[Opening SOURCE DATA section]

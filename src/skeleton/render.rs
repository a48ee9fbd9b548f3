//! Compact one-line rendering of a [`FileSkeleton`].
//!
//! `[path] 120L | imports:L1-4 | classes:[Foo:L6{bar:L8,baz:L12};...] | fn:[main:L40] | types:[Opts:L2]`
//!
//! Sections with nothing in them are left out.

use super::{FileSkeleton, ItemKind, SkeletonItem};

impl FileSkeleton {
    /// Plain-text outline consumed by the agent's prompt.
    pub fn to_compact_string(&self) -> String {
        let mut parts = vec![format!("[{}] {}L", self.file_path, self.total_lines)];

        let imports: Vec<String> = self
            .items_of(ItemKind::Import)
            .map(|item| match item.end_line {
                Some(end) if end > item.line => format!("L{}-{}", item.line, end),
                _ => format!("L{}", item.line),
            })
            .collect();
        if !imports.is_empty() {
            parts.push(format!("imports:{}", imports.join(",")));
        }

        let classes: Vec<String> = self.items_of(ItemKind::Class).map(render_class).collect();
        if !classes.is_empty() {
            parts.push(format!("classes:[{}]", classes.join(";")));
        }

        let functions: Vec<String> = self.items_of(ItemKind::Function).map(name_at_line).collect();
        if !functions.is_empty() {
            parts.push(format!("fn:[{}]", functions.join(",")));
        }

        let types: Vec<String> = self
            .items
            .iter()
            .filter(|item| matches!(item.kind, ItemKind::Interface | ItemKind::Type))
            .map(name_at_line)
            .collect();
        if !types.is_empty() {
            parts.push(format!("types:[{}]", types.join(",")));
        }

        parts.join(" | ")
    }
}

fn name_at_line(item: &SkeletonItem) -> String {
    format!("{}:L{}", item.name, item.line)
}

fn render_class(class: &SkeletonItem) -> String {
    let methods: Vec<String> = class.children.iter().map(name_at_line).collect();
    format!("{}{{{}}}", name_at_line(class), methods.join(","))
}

[Closing SOURCE DATA section]
[Opening SOURCE DATA section]

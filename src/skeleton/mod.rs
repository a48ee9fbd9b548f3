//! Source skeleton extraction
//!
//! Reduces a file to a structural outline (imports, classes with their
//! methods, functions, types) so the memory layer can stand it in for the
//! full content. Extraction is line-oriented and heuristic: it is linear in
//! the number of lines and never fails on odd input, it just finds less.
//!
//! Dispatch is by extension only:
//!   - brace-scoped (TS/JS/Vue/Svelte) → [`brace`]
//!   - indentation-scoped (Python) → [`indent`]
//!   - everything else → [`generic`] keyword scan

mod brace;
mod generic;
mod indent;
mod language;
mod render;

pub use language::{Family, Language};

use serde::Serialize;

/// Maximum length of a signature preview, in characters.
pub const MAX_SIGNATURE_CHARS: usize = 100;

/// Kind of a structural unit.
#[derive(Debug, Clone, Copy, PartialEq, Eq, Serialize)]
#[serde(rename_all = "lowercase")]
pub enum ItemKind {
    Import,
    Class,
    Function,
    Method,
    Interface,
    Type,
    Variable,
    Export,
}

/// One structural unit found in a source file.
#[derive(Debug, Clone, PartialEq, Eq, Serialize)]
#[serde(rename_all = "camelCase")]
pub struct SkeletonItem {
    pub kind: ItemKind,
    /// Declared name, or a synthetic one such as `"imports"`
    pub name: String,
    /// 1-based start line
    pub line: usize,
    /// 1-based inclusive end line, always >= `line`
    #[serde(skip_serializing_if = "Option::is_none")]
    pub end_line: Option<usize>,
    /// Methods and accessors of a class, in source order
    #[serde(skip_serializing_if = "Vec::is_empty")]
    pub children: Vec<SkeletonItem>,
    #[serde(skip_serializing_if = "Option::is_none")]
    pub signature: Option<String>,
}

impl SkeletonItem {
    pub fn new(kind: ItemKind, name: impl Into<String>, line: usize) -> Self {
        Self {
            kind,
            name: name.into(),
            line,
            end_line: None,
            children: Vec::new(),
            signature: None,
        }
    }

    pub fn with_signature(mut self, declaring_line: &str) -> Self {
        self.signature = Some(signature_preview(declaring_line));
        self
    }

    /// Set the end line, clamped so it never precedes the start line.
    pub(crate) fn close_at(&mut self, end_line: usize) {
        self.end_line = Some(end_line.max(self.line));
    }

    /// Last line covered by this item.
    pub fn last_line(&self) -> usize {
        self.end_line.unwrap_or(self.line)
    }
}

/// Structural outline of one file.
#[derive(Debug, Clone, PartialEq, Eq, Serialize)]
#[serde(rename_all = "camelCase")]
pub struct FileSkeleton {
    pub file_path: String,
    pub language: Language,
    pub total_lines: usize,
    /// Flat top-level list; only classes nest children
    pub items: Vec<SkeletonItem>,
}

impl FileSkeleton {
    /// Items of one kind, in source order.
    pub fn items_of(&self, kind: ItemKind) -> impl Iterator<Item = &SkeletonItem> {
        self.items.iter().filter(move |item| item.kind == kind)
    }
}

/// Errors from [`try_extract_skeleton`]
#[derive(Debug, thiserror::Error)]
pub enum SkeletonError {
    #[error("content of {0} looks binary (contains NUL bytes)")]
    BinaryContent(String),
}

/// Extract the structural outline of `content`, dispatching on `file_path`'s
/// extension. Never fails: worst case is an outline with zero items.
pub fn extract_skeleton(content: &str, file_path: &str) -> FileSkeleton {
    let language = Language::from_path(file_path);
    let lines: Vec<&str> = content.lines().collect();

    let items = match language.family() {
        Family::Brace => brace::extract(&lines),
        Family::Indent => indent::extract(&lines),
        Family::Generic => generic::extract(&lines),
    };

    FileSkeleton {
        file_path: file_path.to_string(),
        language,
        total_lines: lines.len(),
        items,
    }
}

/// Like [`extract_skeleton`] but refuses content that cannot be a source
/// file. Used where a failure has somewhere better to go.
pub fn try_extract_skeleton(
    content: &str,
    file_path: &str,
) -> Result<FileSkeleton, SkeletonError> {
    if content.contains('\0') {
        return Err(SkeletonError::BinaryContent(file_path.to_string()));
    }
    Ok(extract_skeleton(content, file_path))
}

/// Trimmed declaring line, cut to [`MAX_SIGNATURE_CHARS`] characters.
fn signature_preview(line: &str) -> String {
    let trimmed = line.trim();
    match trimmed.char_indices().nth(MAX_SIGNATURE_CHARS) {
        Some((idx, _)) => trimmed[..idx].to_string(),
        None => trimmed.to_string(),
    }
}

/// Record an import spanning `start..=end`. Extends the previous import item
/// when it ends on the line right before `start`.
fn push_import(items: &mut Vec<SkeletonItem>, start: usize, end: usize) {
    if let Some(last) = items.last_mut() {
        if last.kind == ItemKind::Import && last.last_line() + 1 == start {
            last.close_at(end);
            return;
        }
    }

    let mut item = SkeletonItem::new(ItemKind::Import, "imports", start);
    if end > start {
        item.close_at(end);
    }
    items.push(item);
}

[Closing SOURCE DATA section]
[Opening SOURCE DATA section]

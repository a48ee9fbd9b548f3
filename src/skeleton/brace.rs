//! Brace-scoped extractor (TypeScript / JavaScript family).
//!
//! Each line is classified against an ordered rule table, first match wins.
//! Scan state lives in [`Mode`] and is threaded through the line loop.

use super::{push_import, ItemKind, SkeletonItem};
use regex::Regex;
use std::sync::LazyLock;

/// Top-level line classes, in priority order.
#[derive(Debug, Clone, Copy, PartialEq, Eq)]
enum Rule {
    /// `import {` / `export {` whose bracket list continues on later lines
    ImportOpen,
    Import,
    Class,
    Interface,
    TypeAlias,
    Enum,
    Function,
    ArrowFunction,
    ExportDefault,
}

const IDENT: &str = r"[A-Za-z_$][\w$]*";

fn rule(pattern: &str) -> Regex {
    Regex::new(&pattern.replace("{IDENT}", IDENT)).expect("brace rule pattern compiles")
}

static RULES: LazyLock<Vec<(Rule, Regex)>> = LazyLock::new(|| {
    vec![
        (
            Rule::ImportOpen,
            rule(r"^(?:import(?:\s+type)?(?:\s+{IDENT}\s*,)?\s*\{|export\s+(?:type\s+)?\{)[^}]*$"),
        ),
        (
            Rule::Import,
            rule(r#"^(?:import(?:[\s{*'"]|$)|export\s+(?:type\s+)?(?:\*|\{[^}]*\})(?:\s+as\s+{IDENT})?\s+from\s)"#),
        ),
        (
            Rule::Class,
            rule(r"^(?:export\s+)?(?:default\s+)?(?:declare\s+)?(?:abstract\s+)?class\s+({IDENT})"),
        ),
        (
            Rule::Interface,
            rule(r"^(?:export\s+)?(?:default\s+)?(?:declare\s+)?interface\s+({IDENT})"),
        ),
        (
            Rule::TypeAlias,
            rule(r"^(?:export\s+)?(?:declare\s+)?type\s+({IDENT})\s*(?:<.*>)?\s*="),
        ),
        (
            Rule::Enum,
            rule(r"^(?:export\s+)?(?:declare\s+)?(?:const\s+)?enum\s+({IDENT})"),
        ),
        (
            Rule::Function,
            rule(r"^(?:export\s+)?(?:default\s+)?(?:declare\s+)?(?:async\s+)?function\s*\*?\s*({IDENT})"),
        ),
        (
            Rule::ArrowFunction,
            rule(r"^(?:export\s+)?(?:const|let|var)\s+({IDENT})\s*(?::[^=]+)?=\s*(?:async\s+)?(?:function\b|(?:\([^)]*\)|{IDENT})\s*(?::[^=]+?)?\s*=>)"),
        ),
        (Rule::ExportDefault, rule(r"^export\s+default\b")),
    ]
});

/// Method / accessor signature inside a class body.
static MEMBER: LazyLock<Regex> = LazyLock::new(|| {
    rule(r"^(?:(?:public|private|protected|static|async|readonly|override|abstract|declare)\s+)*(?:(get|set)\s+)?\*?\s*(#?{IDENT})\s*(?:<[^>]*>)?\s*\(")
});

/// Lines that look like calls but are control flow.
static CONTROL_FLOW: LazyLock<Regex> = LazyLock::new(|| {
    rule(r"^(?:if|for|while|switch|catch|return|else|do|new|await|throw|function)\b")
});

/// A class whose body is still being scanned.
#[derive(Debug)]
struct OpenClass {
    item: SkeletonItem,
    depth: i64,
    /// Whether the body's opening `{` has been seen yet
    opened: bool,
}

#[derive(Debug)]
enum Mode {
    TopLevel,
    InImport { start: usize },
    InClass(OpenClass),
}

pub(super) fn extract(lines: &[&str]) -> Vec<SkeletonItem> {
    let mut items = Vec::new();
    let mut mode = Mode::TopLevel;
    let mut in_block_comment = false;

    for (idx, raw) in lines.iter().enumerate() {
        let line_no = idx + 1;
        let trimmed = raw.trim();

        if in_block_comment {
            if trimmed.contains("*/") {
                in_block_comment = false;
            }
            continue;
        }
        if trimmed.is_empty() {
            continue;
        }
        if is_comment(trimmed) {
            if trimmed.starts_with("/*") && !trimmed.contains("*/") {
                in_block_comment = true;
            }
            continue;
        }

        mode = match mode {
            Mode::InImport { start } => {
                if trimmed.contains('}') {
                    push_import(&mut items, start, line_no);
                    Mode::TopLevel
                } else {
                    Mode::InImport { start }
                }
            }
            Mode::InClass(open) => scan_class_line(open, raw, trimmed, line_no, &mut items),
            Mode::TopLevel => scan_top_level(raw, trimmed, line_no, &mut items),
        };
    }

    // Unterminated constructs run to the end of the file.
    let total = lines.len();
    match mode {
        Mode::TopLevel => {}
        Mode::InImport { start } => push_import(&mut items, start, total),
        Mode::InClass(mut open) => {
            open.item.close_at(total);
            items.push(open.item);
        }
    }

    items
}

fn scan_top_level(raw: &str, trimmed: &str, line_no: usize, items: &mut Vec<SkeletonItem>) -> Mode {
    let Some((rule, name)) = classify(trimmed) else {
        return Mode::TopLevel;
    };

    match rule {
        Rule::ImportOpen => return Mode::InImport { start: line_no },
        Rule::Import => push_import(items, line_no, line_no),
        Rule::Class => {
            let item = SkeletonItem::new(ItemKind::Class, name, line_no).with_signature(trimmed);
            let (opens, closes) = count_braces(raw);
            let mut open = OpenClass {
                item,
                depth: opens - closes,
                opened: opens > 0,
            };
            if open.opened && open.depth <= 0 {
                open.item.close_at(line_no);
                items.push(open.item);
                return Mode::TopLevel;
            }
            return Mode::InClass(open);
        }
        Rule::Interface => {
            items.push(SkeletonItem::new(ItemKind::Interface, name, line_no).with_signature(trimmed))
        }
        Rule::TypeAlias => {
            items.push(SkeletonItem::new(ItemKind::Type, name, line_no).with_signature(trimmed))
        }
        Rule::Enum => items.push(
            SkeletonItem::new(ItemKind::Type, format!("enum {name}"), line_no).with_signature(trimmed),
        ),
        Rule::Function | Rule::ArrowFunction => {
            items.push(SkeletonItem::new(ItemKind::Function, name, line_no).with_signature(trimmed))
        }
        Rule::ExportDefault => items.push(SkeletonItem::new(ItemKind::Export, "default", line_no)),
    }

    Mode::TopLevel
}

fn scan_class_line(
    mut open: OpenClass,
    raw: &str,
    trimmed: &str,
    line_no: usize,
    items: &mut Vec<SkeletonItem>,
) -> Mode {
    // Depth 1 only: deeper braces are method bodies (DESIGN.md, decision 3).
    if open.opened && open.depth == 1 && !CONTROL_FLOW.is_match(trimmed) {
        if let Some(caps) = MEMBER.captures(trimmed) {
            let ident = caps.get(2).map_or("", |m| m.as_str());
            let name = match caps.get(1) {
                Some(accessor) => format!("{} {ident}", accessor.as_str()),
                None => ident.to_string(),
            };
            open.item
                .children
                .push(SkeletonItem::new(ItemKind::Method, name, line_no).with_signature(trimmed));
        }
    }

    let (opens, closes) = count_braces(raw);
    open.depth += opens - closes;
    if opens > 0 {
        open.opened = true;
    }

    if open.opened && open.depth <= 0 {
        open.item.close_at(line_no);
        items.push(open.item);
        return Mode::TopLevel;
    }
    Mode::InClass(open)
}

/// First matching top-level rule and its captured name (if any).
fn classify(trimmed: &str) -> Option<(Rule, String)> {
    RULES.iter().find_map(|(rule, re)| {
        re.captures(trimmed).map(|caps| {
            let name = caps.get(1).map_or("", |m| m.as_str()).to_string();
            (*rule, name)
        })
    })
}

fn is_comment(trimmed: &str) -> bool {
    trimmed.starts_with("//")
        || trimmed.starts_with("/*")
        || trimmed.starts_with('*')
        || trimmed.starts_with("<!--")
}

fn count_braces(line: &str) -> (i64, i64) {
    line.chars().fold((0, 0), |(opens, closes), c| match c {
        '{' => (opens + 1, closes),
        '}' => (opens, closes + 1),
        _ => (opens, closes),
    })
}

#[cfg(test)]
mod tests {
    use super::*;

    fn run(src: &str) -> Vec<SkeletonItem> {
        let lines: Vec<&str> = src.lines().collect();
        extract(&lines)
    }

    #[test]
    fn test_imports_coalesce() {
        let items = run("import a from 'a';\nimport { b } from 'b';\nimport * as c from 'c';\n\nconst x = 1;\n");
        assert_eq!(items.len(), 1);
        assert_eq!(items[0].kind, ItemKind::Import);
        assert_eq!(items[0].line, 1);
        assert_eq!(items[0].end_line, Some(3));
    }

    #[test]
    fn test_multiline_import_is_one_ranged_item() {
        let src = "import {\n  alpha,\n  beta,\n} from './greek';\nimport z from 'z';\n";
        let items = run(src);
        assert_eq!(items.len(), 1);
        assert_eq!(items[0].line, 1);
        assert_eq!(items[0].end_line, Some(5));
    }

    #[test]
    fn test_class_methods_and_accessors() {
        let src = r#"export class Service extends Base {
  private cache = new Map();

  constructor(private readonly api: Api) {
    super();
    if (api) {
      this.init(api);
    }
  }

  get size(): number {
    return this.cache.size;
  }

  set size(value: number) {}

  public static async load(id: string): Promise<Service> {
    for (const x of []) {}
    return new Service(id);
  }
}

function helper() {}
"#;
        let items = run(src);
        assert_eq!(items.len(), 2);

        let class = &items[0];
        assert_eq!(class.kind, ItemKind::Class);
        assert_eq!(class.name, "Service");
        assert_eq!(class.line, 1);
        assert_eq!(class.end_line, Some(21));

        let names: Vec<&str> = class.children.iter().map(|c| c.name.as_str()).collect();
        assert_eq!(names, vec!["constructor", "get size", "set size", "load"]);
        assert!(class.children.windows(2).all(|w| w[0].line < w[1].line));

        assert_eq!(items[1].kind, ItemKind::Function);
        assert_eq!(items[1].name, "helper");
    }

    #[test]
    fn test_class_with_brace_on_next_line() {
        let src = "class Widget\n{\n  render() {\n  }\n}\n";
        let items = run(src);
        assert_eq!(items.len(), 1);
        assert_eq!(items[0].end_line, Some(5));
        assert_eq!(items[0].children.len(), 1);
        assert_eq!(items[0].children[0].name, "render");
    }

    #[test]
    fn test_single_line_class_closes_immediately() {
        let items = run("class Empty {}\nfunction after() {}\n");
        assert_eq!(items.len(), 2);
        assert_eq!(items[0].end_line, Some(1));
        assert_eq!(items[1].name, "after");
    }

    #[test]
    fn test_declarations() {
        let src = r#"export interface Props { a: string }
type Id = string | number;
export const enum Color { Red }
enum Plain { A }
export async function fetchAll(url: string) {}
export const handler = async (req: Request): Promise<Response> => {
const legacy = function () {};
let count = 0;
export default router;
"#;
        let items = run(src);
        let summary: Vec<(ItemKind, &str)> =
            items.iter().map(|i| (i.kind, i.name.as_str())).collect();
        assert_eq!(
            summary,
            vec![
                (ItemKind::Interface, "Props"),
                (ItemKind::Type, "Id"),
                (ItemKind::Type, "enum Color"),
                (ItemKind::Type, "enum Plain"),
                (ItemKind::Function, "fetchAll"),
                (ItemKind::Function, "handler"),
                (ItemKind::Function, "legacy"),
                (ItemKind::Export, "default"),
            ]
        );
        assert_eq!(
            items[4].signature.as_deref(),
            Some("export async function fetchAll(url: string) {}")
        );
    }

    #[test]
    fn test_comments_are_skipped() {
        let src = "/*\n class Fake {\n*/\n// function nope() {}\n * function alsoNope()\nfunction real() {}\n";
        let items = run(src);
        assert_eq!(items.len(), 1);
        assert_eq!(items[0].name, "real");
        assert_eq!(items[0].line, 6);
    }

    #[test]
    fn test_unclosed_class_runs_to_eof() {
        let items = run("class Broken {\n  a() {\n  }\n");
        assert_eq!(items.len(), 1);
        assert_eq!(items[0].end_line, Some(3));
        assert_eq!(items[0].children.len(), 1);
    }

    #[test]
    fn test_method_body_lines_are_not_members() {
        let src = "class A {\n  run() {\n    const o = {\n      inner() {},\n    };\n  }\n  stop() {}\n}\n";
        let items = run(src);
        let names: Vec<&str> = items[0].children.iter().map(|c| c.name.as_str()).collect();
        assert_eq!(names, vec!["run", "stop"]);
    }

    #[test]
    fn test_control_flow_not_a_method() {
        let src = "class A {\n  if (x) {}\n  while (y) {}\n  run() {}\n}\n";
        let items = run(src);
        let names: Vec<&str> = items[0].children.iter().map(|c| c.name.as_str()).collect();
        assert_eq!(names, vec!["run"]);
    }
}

[Closing SOURCE DATA section]

_WHAT THE TASK ASKS_
Please give back, exactly as it stands above, the stretch from the line with "static MEMBER: LazyLock<Regex>" through the line with "pub(super) fn extract(lines: &[&str])", and no line outside it.

_COMPLETED TASK_
static MEMBER: LazyLock<Regex> = LazyLock::new(|| {
    rule(r"^(?:(?:public|private|protected|static|async|readonly|override|abstract|declare)\s+)*(?:(get|set)\s+)?\*?\s*(#?{IDENT})\s*(?:<[^>]*>)?\s*\(")
});

/// Lines that look like calls but are control flow.
static CONTROL_FLOW: LazyLock<Regex> = LazyLock::new(|| {
    rule(r"^(?:if|for|while|switch|catch|return|else|do|new|await|throw|function)\b")
});

/// A class whose body is still being scanned.
#[derive(Debug)]
struct OpenClass {
    item: SkeletonItem,
    depth: i64,
    /// Whether the body's opening `{` has been seen yet
    opened: bool,
}

#[derive(Debug)]
enum Mode {
    TopLevel,
    InImport { start: usize },
    InClass(OpenClass),
}

pub(super) fn extract(lines: &[&str]) -> Vec<SkeletonItem> {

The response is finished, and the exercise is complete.